Description of the task:
The response must be made up of the lines in the entries below that contain "from".

[[ Given data, beginning ]]

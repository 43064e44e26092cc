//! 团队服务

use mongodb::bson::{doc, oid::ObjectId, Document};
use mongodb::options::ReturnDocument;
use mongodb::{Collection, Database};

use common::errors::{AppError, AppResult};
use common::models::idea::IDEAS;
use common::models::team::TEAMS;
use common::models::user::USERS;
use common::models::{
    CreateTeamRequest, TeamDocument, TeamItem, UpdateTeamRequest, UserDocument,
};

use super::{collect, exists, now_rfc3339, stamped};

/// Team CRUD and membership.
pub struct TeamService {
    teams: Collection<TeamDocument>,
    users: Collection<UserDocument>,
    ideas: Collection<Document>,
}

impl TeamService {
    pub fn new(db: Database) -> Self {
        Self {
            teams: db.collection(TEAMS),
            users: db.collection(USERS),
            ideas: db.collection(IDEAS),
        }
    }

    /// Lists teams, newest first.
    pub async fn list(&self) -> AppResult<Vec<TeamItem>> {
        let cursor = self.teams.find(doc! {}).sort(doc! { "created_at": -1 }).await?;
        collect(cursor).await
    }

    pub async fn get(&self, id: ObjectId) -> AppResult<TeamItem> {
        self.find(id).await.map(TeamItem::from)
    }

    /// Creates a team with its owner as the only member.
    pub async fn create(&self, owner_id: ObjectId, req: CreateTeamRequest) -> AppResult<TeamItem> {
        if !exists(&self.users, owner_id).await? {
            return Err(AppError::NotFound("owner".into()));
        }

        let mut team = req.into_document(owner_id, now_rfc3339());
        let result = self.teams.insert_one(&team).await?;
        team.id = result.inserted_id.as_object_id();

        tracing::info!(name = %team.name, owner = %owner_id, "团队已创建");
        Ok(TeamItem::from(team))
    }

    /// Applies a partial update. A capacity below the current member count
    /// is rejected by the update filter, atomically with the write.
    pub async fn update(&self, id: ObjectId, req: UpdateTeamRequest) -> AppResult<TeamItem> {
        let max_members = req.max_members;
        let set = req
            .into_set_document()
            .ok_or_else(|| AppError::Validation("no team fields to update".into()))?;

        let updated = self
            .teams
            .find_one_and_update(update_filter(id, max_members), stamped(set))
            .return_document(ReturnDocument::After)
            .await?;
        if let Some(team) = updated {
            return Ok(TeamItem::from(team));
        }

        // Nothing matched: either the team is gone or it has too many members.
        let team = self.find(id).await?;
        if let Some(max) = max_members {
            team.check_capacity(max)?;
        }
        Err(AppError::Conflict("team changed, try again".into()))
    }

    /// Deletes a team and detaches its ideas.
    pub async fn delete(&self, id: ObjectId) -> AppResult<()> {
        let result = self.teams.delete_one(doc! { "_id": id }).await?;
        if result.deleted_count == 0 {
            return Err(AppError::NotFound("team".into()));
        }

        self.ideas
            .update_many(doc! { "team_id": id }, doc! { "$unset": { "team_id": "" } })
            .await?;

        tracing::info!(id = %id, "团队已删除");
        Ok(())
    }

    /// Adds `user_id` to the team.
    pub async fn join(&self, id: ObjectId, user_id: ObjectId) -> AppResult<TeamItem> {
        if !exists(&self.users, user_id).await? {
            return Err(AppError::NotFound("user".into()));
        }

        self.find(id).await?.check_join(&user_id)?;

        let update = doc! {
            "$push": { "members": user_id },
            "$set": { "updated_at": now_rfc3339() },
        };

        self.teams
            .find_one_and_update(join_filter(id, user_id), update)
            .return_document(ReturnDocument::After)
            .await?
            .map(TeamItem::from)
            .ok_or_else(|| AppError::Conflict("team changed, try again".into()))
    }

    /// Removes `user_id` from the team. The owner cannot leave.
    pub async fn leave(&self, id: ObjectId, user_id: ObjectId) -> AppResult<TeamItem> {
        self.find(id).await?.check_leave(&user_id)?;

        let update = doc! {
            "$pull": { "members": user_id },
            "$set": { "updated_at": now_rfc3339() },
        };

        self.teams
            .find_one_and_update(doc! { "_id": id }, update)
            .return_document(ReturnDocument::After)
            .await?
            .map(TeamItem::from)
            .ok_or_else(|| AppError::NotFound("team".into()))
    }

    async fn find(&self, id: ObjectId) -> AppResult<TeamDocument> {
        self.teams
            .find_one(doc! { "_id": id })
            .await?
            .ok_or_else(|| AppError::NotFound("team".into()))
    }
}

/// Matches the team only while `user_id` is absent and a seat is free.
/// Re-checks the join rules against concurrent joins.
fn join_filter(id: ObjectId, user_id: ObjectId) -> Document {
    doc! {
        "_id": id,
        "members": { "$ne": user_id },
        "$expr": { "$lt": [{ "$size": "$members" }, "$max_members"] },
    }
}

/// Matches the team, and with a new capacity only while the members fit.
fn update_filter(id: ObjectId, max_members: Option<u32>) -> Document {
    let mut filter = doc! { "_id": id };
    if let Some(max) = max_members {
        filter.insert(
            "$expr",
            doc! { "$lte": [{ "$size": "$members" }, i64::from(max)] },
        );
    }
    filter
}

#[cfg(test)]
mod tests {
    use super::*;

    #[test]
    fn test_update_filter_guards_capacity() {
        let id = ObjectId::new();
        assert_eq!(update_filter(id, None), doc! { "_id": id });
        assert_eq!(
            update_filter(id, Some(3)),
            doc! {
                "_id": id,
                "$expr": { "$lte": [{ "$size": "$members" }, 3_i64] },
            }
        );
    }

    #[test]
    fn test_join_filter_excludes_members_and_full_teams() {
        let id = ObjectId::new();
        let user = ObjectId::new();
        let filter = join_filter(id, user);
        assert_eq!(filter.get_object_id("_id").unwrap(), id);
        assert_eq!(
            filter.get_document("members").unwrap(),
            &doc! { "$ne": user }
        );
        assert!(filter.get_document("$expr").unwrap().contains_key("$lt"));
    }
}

[[ Given data, end ]]

Solution:
        self.find(id).await.map(TeamItem::from)
        Ok(TeamItem::from(team))
            return Ok(TeamItem::from(team));
            .map(TeamItem::from)
    /// Removes `user_id` from the team. The owner cannot leave.
            .map(TeamItem::from)
            doc! { "$lte": [{ "$size": "$members" }, i64::from(max)] },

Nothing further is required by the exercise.